# WHAT TO DO:
Go through the records and extract every line with the word "resident".

Data excerpts:
========================================
//! # Prefixes
//!
//! A prefix is an ordered sequence of 0..=256 bits naming one subtree of the
//! address space. The resident prefixes of a network always form a binary
//! trie that covers the whole space without overlap, so every address
//! matches exactly one resident prefix.
//!
//! The canonical identity of a prefix is the pair (bit length, packed bits).
//! Packing alone is not enough: `0` and `00` pack to the same bytes, and an
//! encoding that conflates them aliases trie lookups. Deriving `Eq`/`Hash`
//! over both fields keeps prefixes of different lengths distinguishable,
//! and the masking invariant below keeps equal prefixes byte-identical.

use std::fmt;

use primitive_types::U256;
use serde::{Deserialize, Serialize};

use crate::address::{Address, ADDRESS_BITS};
use crate::distance::XorDistance;
use crate::errors::XorSpaceError;

/// A binary address-space prefix of 0..=256 bits.
///
/// Invariant: `bits` holds the prefix left-aligned and every bit beyond
/// `len` is zero, so the derived `Eq`/`Hash` are canonical. The derived
/// ordering (length first, then bit pattern) is arbitrary but
/// deterministic, for sorted reporting.
#[derive(Clone, Copy, PartialEq, Eq, PartialOrd, Ord, Hash, Serialize, Deserialize)]
pub struct Prefix {
    len: u16,
    bits: U256,
}

impl Prefix {
    /// The zero-length prefix covering the entire address space.
    pub fn root() -> Self {
        Self {
            len: 0,
            bits: U256::zero(),
        }
    }

    /// Number of bits in this prefix.
    pub fn len(&self) -> usize {
        self.len as usize
    }

    /// True for the zero-length prefix.
    pub fn is_root(&self) -> bool {
        self.len == 0
    }

    /// The `i`-th bit of the prefix, counted from the most significant end.
    pub fn bit(&self, i: usize) -> Result<bool, XorSpaceError> {
        if i >= self.len() {
            return Err(XorSpaceError::BitOutOfRange {
                index: i,
                len: self.len(),
            });
        }
        Ok(self.bits.bit(ADDRESS_BITS - 1 - i))
    }

    /// Append a `0` bit.
    pub fn extend_left(&self) -> Result<Self, XorSpaceError> {
        if self.len() >= ADDRESS_BITS {
            return Err(XorSpaceError::PrefixExhausted(self.len()));
        }
        Ok(Self {
            len: self.len + 1,
            bits: self.bits,
        })
    }

    /// Append a `1` bit.
    pub fn extend_right(&self) -> Result<Self, XorSpaceError> {
        if self.len() >= ADDRESS_BITS {
            return Err(XorSpaceError::PrefixExhausted(self.len()));
        }
        Ok(Self {
            len: self.len + 1,
            bits: self.bits | (U256::one() << (ADDRESS_BITS - 1 - self.len())),
        })
    }

    /// Append the given bit.
    pub fn extend(&self, bit: bool) -> Result<Self, XorSpaceError> {
        if bit {
            self.extend_right()
        } else {
            self.extend_left()
        }
    }

    /// Drop the final bit. Fails on the zero-length prefix.
    pub fn parent(&self) -> Result<Self, XorSpaceError> {
        if self.is_root() {
            return Err(XorSpaceError::RootHasNoParent);
        }
        let len = self.len - 1;
        Ok(Self {
            len,
            bits: self.bits & high_mask(len as usize),
        })
    }

    /// Flip the final bit. Fails on the zero-length prefix.
    pub fn sibling(&self) -> Result<Self, XorSpaceError> {
        if self.is_root() {
            return Err(XorSpaceError::RootHasNoSibling);
        }
        Ok(Self {
            len: self.len,
            bits: self.bits ^ (U256::one() << (ADDRESS_BITS - self.len())),
        })
    }

    /// A copy of this prefix with the `i`-th bit flipped.
    ///
    /// Used by the relocation protocol, which scans every prefix reachable
    /// by flipping exactly one bit of a vault's home prefix.
    pub fn with_flipped_bit(&self, i: usize) -> Result<Self, XorSpaceError> {
        if i >= self.len() {
            return Err(XorSpaceError::BitOutOfRange {
                index: i,
                len: self.len(),
            });
        }
        Ok(Self {
            len: self.len,
            bits: self.bits ^ (U256::one() << (ADDRESS_BITS - 1 - i)),
        })
    }

    /// True when the leading bits of `addr` equal this prefix.
    pub fn matches(&self, addr: &Address) -> bool {
        addr.raw() & high_mask(self.len()) == self.bits
    }

    /// True when this prefix is `other` or an ancestor of `other`.
    pub fn is_ancestor_of(&self, other: &Prefix) -> bool {
        self.len <= other.len && other.bits & high_mask(self.len()) == self.bits
    }

    /// Overlay this prefix onto an address, keeping the remaining bits.
    ///
    /// The result always matches this prefix; relocation uses it to assign
    /// a fresh name inside the destination section.
    pub fn overlay(&self, addr: &Address) -> Address {
        let mask = high_mask(self.len());
        Address::from_raw((addr.raw() & !mask) | self.bits)
    }

    /// XOR distance between the left-aligned bit patterns of two prefixes.
    ///
    /// Not a metric over subtrees, only a deterministic tie-break.
    pub fn xor_distance(&self, other: &Prefix) -> XorDistance {
        XorDistance::between(self.bits, other.bits)
    }

    /// Number of differing bits over the leading `min(len, other.len)` bits.
    ///
    /// Reported as the neighbourhood hop count when a vault relocates.
    pub fn hamming_distance(&self, other: &Prefix) -> u32 {
        let shared = self.len().min(other.len());
        let diff = (self.bits ^ other.bits) & high_mask(shared);
        (0..shared)
            .filter(|&i| diff.bit(ADDRESS_BITS - 1 - i))
            .count() as u32
    }

    /// The prefix rendered as a binary string, e.g. `"01101"`.
    pub fn to_binary_string(&self) -> String {
        (0..self.len())
            .map(|i| {
                if self.bits.bit(ADDRESS_BITS - 1 - i) {
                    '1'
                } else {
                    '0'
                }
            })
            .collect()
    }
}

/// Mask selecting the leading `len` bits of a 256-bit value.
fn high_mask(len: usize) -> U256 {
    if len == 0 {
        U256::zero()
    } else {
        U256::MAX << (ADDRESS_BITS - len)
    }
}

impl fmt::Display for Prefix {
    fn fmt(&self, f: &mut fmt::Formatter<'_>) -> fmt::Result {
        if self.is_root() {
            write!(f, "(root)")
        } else {
            write!(f, "{}", self.to_binary_string())
        }
    }
}

impl fmt::Debug for Prefix {
    fn fmt(&self, f: &mut fmt::Formatter<'_>) -> fmt::Result {
        write!(f, "Prefix({})", self)
    }
}
//! # Ports Layer
//!
//! Trait boundary between the membership engine and its drivers.
//!
//! The simulator has one driving port: the churn API a simulation loop
//! calls to grow, shrink and probe the network. There is no driven side;
//! the engine owns its randomness and keeps all state in memory.

pub mod inbound;

pub use inbound::MembershipApi;
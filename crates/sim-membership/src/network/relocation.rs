//! # Relocation Protocol
//!
//! Moving an elected vault to a neighbouring section: pick the
//! destination among the prefixes reachable by flipping one home-prefix
//! bit, extract the vault (merging if the departure demands it), rename
//! and age it, and re-insert it (splitting if the arrival demands it).

use tracing::warn;

use sim_xor_space::{Address, Prefix, XorDistance, ADDRESS_BITS};

use crate::domain::{MembershipError, Section};

use super::Network;

/// Re-insertion and removal recurse back into the network; the cascade
/// cannot meaningfully exceed the trie depth.
const MAX_CASCADE_DEPTH: usize = ADDRESS_BITS;

impl Network {
    /// Relocate `candidate` out of the section at `home`.
    pub(crate) fn relocate(
        &mut self,
        home: Prefix,
        candidate: Address,
        depth: usize,
    ) -> Result<(), MembershipError> {
        if depth >= MAX_CASCADE_DEPTH {
            warn!(depth, "relocation cascade hit the depth bound; dropped");
            return Ok(());
        }
        self.stats.total_relocations += 1;
        let destination = self.relocation_target(&home)?;
        self.stats
            .neighbourhood_hops
            .push(home.hamming_distance(&destination));
        let Some(mut vault) = self.remove_vault_inner(home, candidate, depth + 1)? else {
            warn!(prefix = %home, "relocation candidate left before moving");
            return Ok(());
        };
        vault.relocate_to(&mut self.rng, destination);
        vault.increment_age();
        if self.add_vault_inner(vault, depth + 1)?.is_disallowed() {
            warn!(prefix = %destination, "destination refused a relocated vault");
        }
        Ok(())
    }

    /// Choose the destination among all neighbours of `home`.
    ///
    /// Each neighbour prefix (one home bit flipped) resolves to whatever
    /// resident ancestor or descendants the trie actually holds. Shortest
    /// resident prefix wins; fewest members breaks a length tie; smallest
    /// XOR distance from the home prefix breaks the rest. The zero-length
    /// prefix has no neighbours and falls back to `home` itself.
    fn relocation_target(&self, home: &Prefix) -> Result<Prefix, MembershipError> {
        let mut best: Option<(usize, usize, XorDistance, Prefix)> = None;
        for i in 0..home.len() {
            let flipped = home.with_flipped_bit(i)?;
            for candidate in self.matching_prefixes(&flipped) {
                let members = self
                    .sections
                    .get(&candidate)
                    .map_or(0, Section::total_members);
                let key = (candidate.len(), members, home.xor_distance(&candidate));
                let better = match &best {
                    None => true,
                    Some((len, size, distance, _)) => key < (*len, *size, *distance),
                };
                if better {
                    best = Some((key.0, key.1, key.2, candidate));
                }
            }
        }
        Ok(best.map_or(*home, |(_, _, _, prefix)| prefix))
    }
}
========================================
# ANSWER TO THIS PROBLEM:
//! address space. The resident prefixes of a network always form a binary
//! matches exactly one resident prefix.
    /// resident ancestor or descendants the trie actually holds. Shortest
    /// resident prefix wins; fewest members breaks a length tie; smallest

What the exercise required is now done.